SAP and Onapsis today jointly released a cyber threat intelligence report providing actionable information on how malicious threat actors are targeting and potentially exploiting unprotected mission-critical SAP applications.
The companies have worked in close partnership with the U.S. Department of Homeland Security (DHS) Cybersecurity and Infrastructure Security Agency (CISA) and Germany’s Federal Cybersecurity Authority (BSI), advising organizations to take immediate action to apply long-available SAP patches and secure configurations, and perform compromise assessments on critical environments.
SAP and Onapsis are not aware of known customer breaches directly related to this research. The report also does not describe any new vulnerabilities in SAP cloud software as a service or SAP’s own corporate IT infrastructure. Both companies, however, note that many organizations still have not applied relevant mitigations that have long been provided by SAP. Customers who fail to apply these protective measures and allow unprotected SAP applications to continue to operate put themselves and their business at risk.
The intelligence captured by Onapsis and SAP highlights active threat activity seeking to target and compromise organizations running unprotected SAP applications, through a variety of cyberattack vectors. Observed exploitation techniques would lead to full control of the unsecured SAP applications, bypassing common security and compliance controls, and enabling attackers to steal sensitive data, perform financial fraud or disrupt mission-critical business processes by deploying ransomware or stopping operations. These threats may also have regulatory compliance implications for organizations that have not properly secured their environments.
“This proactive research effort is the latest example of our commitment to ensure our global customers remain protected,” said Tim McKnight, chief security officer, SAP. “We’re releasing the research Onapsis has shared with SAP as part of our commitment to help our customers ensure their mission-critical applications are protected. This includes applying available patches, thoroughly reviewing the security configuration of their SAP environments and proactively assessing them for signs of compromise.”
The scope of impact from these specific vulnerabilities is localized to customer deployments of SAP products within their own data centers, managed colocation environments or customer-maintained cloud infrastructures. None of the vulnerabilities are present in cloud solutions maintained by SAP.

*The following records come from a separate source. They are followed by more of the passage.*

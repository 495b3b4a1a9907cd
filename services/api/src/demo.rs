use std::path::PathBuf;
use std::sync::Arc;

use clap::Args;
use model_risk::config::AppConfig;
use model_risk::error::AppError;
use model_risk::registry::{
    NarrativeBundle, RawRegistration, RegistrationService, RiskFactor, ScoredRecord,
};

use crate::infra::{scoring_engine, InMemoryInventory};

#[derive(Args, Debug)]
pub(crate) struct AssessArgs {
    /// Path to a raw registration JSON document
    #[arg(long)]
    pub(crate) input: PathBuf,
    /// Write the assessment JSON here instead of stdout
    #[arg(long)]
    pub(crate) output: Option<PathBuf>,
}

#[derive(Args, Debug, Default)]
pub(crate) struct DemoArgs {
    /// Print the raw export JSON in addition to the rendered report
    #[arg(long)]
    pub(crate) show_json: bool,
}

/// One-shot assessment: normalize and score a registration file without
/// starting the HTTP service.
pub(crate) fn run_assess(args: AssessArgs) -> Result<(), AppError> {
    let config = AppConfig::load()?;
    let engine = scoring_engine(&config)?;
    let service = RegistrationService::new(Arc::new(InMemoryInventory::default()), engine);

    let raw_bytes = std::fs::read(&args.input)?;
    let raw: RawRegistration = serde_json::from_slice(&raw_bytes)
        .map_err(|err| AppError::Io(std::io::Error::new(std::io::ErrorKind::InvalidData, err)))?;

    let assessment = service.register(raw)?;
    let rendered = serde_json::to_string_pretty(&assessment)
        .map_err(|err| AppError::Io(std::io::Error::new(std::io::ErrorKind::InvalidData, err)))?;

    match args.output {
        Some(path) => std::fs::write(path, rendered)?,
        None => println!("{rendered}"),
    }

    Ok(())
}

/// End-to-end walkthrough: register a sample model, show the assessment, and
/// produce the export artifact.
pub(crate) fn run_demo(args: DemoArgs) -> Result<(), AppError> {
    let config = AppConfig::load()?;
    let engine = scoring_engine(&config)?;
    let service = RegistrationService::new(Arc::new(InMemoryInventory::default()), engine);

    println!("Model registration & inherent-risk assessment demo");

    let assessment = service.register(sample_registration())?;
    render_assessment(&assessment);

    let narratives = NarrativeBundle {
        owner_risk_narrative:
            "The model schedules maintenance for safety-relevant equipment with limited human \
             review; telemetry inputs are confidential plant data."
                .to_string(),
        mitigations_proposed: Some(
            "Weekly drift report reviewed by the reliability engineering lead.".to_string(),
        ),
        open_questions: Some("Who owns the manual override runbook?".to_string()),
    };

    let envelope = service.export(&assessment.record.model_id, narratives)?;
    println!("\nExport artifact: {}", envelope.suggested_filename());
    println!("Export format:   {}", envelope.export_format_version);

    if args.show_json {
        let rendered = serde_json::to_string_pretty(&envelope).map_err(|err| {
            AppError::Io(std::io::Error::new(std::io::ErrorKind::InvalidData, err))
        })?;
        println!("\n{rendered}");
    }

    Ok(())
}

fn render_assessment(assessment: &ScoredRecord) {
    let record = &assessment.record;
    println!("\n{}", record.model_name);
    println!("  Model ID:      {}", record.model_id);
    println!("  Registered at: {}", record.registered_at);
    println!("  Domain:        {}", record.domain);
    println!("  Type:          {}", record.model_type);
    println!("  Deployment:    {}", record.deployment_mode);

    println!("\nScore breakdown (version {}):", assessment.scoring_version);
    for factor in RiskFactor::ALL {
        if let Some(entry) = assessment.score_breakdown.get(&factor) {
            println!(
                "  {:<24} {:<16} {} pts",
                factor.label(),
                entry.value,
                entry.points
            );
        }
    }

    println!(
        "\nInherent risk score: {} -> {} ({})",
        assessment.inherent_risk_score,
        assessment.proposed_risk_tier,
        assessment.proposed_tier_description
    );
}

fn sample_registration() -> RawRegistration {
    RawRegistration {
        model_name: "Predictive Maintenance Model v2.1".to_string(),
        business_use:
            "Predicts imminent equipment failures from sensor telemetry so maintenance can be \
             scheduled before unplanned downtime."
                .to_string(),
        domain: "Operations Efficiency".to_string(),
        model_type: "ML classifier (time-series)".to_string(),
        deployment_mode: "Real-time".to_string(),
        decision_criticality: "High".to_string(),
        data_sensitivity: "Confidential".to_string(),
        automation_level: "Semi-Automated".to_string(),
        regulatory_materiality: "Medium".to_string(),
        owner_team: Some("Reliability Engineering".to_string()),
        model_stage: Some("Production".to_string()),
        deployment_region: Some("North America".to_string()),
        ..Default::default()
    }
}
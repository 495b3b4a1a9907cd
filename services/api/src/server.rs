use std::sync::atomic::Ordering;
use std::sync::Arc;

use axum::Extension;
use axum_prometheus::PrometheusMetricLayer;
use model_risk::config::AppConfig;
use model_risk::error::AppError;
use model_risk::registry::RegistrationService;
use model_risk::telemetry;
use tracing::info;

use crate::cli::ServeArgs;
use crate::infra::{scoring_engine, AppState, InMemoryInventory};
use crate::routes::with_service_routes;

pub(crate) async fn run(mut args: ServeArgs) -> Result<(), AppError> {
    let mut config = AppConfig::load()?;

    if let Some(host) = args.host.take() {
        config.server.host = host;
    }
    if let Some(port) = args.port.take() {
        config.server.port = port;
    }
    if let Some(path) = args.scoring_config.take() {
        config.scoring_config_path = Some(path);
    }

    telemetry::init(&config.telemetry)?;

    let (prometheus_layer, prometheus_handle) = PrometheusMetricLayer::pair();
    let readiness_flag = Arc::new(std::sync::atomic::AtomicBool::new(false));
    let app_state = AppState {
        readiness: readiness_flag.clone(),
        metrics: Arc::new(prometheus_handle),
    };

    let engine = scoring_engine(&config)?;
    info!(
        scoring_version = engine.scoring_version(),
        "scoring configuration loaded"
    );

    let inventory = Arc::new(InMemoryInventory::default());
    let service = Arc::new(RegistrationService::new(inventory, engine));

    let app = with_service_routes(service)
        .layer(Extension(app_state))
        .layer(prometheus_layer);

    let addr = config.server.socket_addr()?;
    let listener = tokio::net::TcpListener::bind(addr).await?;
    readiness_flag.store(true, Ordering::Release);

    info!(?config.environment, %addr, "model risk intake service ready");

    axum::serve(listener, app).await?;
    Ok(())
}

“As an SAP partner for cybersecurity and compliance, we have observed firsthand the outstanding improvements SAP has made in the recent years to develop more secure software, patch critical vulnerabilities faster and overall proactively ensure SAP customers are secure,” said Mariano Nunez, CEO and cofounder of Onapsis. “The critical findings noted in our report describe attacks on vulnerabilities with patches and secure configuration guidelines available for months and even years. Unfortunately, too many organizations still operate with a major governance gap in terms of the cybersecurity and compliance of their mission-critical applications, allowing external and internal threat actors to access, exfiltrate and gain full control of their most sensitive and regulated information and processes. Companies that have not prioritized rapid mitigation for these known risks should consider their systems compromised and take immediate and appropriate action.”
To support customers that require investigation, threat remediation and additional postcompromise security monitoring, Onapsis is offering a 3-month free subscription to the Onapsis Platform for Cybersecurity and Compliance, an SAP endorsed app that can be accessed through SAP Store.